Saturday, March 2, 2013

....just words?

Last quarter I took a class called "Race, Ethnicity, and Nationalism." During the professor's talks, he sometimes grew passionate and began to rant, including pacing and carefully placed high-pitched expletives. On one such occasion, he retrieved the book from the overhead projector* on which were pictures chronicling the abuse of recently-freedmen of the post-Civil War South who were practically enslaved and humiliated and deprived of life, liberty, and the pursuit of happiness, among other things like food, adequate living conditions (rivaling those of the Nazi concentration camps), and sleep. He flung the book open and angrily asked the whole class in a loud voice, "These things, racism, discrimination, abuse, degradation: are they just fucking words on a page to you? They are real!"

This brings me to a more salient point to the Christian, though we'll be setting aside the historical evils done in countries of yesterday and today [and, God forbid, tomorrow].

Do we who hear the gospel preached multiple times a week treat God's Word with less respect than this sociology professor with communistic leanings required of his students concerning racism? Do we, to be crass and probably more than a little bit blasphemous, think of Jesus or God as just a word on a page, here today and gone tomorrow? I know that I have certainly acted the part.

Here's an example of demonstrating that love of Christ which compels us in this life He breathes, that Word of words:

One of the preachers at CCM one time taught us about the love of God and what it means to "lay down your life for your friends." He taught us it's not necessarily limited to the theatrical jumping in front of a bullet or pushing someone out of the way of an oncoming bus, dying in one's valorous blood pleading that the living friend live his life for good and wisdom and truth and beauty. Laying down one's life means sacrificing weekends to paint a sick brother's house when he can't, visiting the poor one with food and friendship, providing jobs for those that need them, inviting the outcast sister into your home, and bearing one another's burdens in love. 

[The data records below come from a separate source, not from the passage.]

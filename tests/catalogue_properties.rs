//! Properties that hold for every catalogued algorithm.

use algoviz::algorithms::ALGORITHM_IDS;
use algoviz::prelude::*;
use proptest::prelude::*;

#[test]
fn every_default_trace_ends_with_a_result() {
    let config = VizConfig::default();
    for id in ALGORITHM_IDS {
        let mut viz = open(id, &config).unwrap();
        assert!(viz.trace_len() >= 2, "{id}");
        for index in 0..viz.trace_len() - 1 {
            viz.seek(index);
            assert!(viz.result().is_none(), "{id} step {index}");
        }
        viz.seek(usize::MAX);
        assert!(viz.result().is_some(), "{id}");
    }
}

#[test]
fn catalogue_matches_ids() {
    let ids: Vec<&str> = catalog().iter().map(|info| info.id).collect();
    assert_eq!(ids, ALGORITHM_IDS.to_vec());
}

#[test]
fn step_indices_are_sequential() {
    let config = VizConfig::default();
    for id in ALGORITHM_IDS {
        let viz = open(id, &config).unwrap();
        let trace: serde_json::Value = serde_json::from_str(&viz.trace_json().unwrap()).unwrap();
        let steps = trace["steps"].as_array().unwrap();
        for (i, step) in steps.iter().enumerate() {
            assert_eq!(step["index"].as_u64(), Some(i as u64), "{id}");
        }
    }
}

#[derive(Debug, Clone)]
enum Action {
    Toggle,
    Reset,
    Forward,
    Backward,
    Seek(usize),
    Speed(u32),
    Tick(u64),
}

fn action() -> impl Strategy<Value = Action> {
    prop_oneof![
        Just(Action::Toggle),
        Just(Action::Reset),
        Just(Action::Forward),
        Just(Action::Backward),
        (0usize..200).prop_map(Action::Seek),
        (0u32..2000).prop_map(Action::Speed),
        (0u64..3000).prop_map(Action::Tick),
    ]
}

proptest! {
    #[test]
    fn prop_generation_is_deterministic(index in 0usize..ALGORITHM_IDS.len()) {
        let config = VizConfig::default();
        let a = open(ALGORITHM_IDS[index], &config).unwrap();
        let b = open(ALGORITHM_IDS[index], &config).unwrap();
        prop_assert_eq!(a.trace_json().unwrap(), b.trace_json().unwrap());
    }

    #[test]
    fn prop_cursor_stays_in_range(
        index in 0usize..ALGORITHM_IDS.len(),
        actions in prop::collection::vec(action(), 1..40),
    ) {
        let mut viz = open(ALGORITHM_IDS[index], &VizConfig::default()).unwrap();
        for action in actions {
            match action {
                Action::Toggle => viz.toggle_play_pause(),
                Action::Reset => viz.reset(),
                Action::Forward => viz.step_forward(),
                Action::Backward => viz.step_backward(),
                Action::Seek(i) => viz.seek(i),
                Action::Speed(s) => viz.set_speed(s),
                Action::Tick(ms) => viz.advance_clock(ms),
            }
            prop_assert!(viz.cursor() < viz.trace_len());
            prop_assert!((50..=1000).contains(&viz.speed()));
            if viz.cursor() + 1 == viz.trace_len() && viz.trace_len() > 1 {
                prop_assert!(!viz.is_playing());
            }
        }
    }

    #[test]
    fn prop_reset_is_idempotent(index in 0usize..ALGORITHM_IDS.len(), seek in 0usize..100) {
        let mut viz = open(ALGORITHM_IDS[index], &VizConfig::default()).unwrap();
        viz.seek(seek);
        viz.reset();
        let once = (viz.cursor(), viz.is_playing(), viz.trace_json().unwrap());
        viz.reset();
        let twice = (viz.cursor(), viz.is_playing(), viz.trace_json().unwrap());
        prop_assert_eq!(once, twice);
    }
}
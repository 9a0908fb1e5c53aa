//! Console logging.
//!
//! Compact `tracing` output on stderr so it never mixes with rendered
//! frames on stdout. `RUST_LOG` wins over the configured level; other
//! crates only get through at error level.

use tracing::{Level, Metadata};
use tracing_subscriber::{
    filter::{self, EnvFilter},
    fmt::writer::BoxMakeWriter,
    prelude::*,
};

use crate::error::{VizError, VizResult};

/// Build the filter: `RUST_LOG` if set, otherwise `default_level`.
///
/// # Errors
///
/// Returns error if neither directive parses.
pub fn env_filter(default_level: &str) -> VizResult<EnvFilter> {
    EnvFilter::try_from_default_env()
        .or_else(|_| EnvFilter::try_new(default_level))
        .map_err(|e| VizError::config(format!("invalid log level '{default_level}': {e}")))
}

fn own_crate_or_error(metadata: &Metadata<'_>) -> bool {
    metadata.level() <= &Level::ERROR
        || metadata
            .module_path()
            .unwrap_or_default()
            .starts_with("algoviz")
}

/// Install the global subscriber.
///
/// Calling it twice is harmless: the second install is ignored.
///
/// # Errors
///
/// Returns error if the level directive is invalid.
pub fn init_logging(default_level: &str) -> VizResult<()> {
    let console_log = tracing_subscriber::fmt::layer()
        .compact()
        .with_target(false)
        .with_writer(BoxMakeWriter::new(std::io::stderr))
        .with_filter(filter::filter_fn(own_crate_or_error))
        .with_filter(env_filter(default_level)?);

    if tracing_subscriber::registry()
        .with(console_log)
        .try_init()
        .is_err()
    {
        tracing::debug!("logger already installed");
    }
    Ok(())
}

Once upon a time**, a friend of mine named Christopher asked me to store his printer and lamp and other school-y stuffs while he went back home, far away. When it came time for him to be close and to need to use them again, I brought them over, but parked a long way away because his apartment had no guest parking. So I parked at a Trader Joes'***. I walked three blocks and up two flights of stairs, appreciating the build up of lactic acid. 

Later that week, I told my dad of this, proud I was to be able to help my friend in this stupidly-simple way: letting his things collect dust and then sacrificing a few minutes of my time and strength in menial labor. They reprimanded me for wasting my energy. 'You should have just called him and told him you left his things on the curb. You should have required him to pay for keeping and delivering his things.' my dad said. 

I was disappointed in his response and wept bitterly later when I recalled the voice of that preacher about loving friends. I remembered the ache in my arms and the awkward stares from drivers down that road. I remembered how I loved my friend enough to guard his belongings during the summers in order to save him from shipping them back and forth from his home in the north. And I remembered how it is these things, these living sacrifices, which demonstrate my commitment to my loving Savior who lived and breathed and died in obedience to God in my place. 

*We still use these. 
**Every summer.
***The only one in existence with enough parking!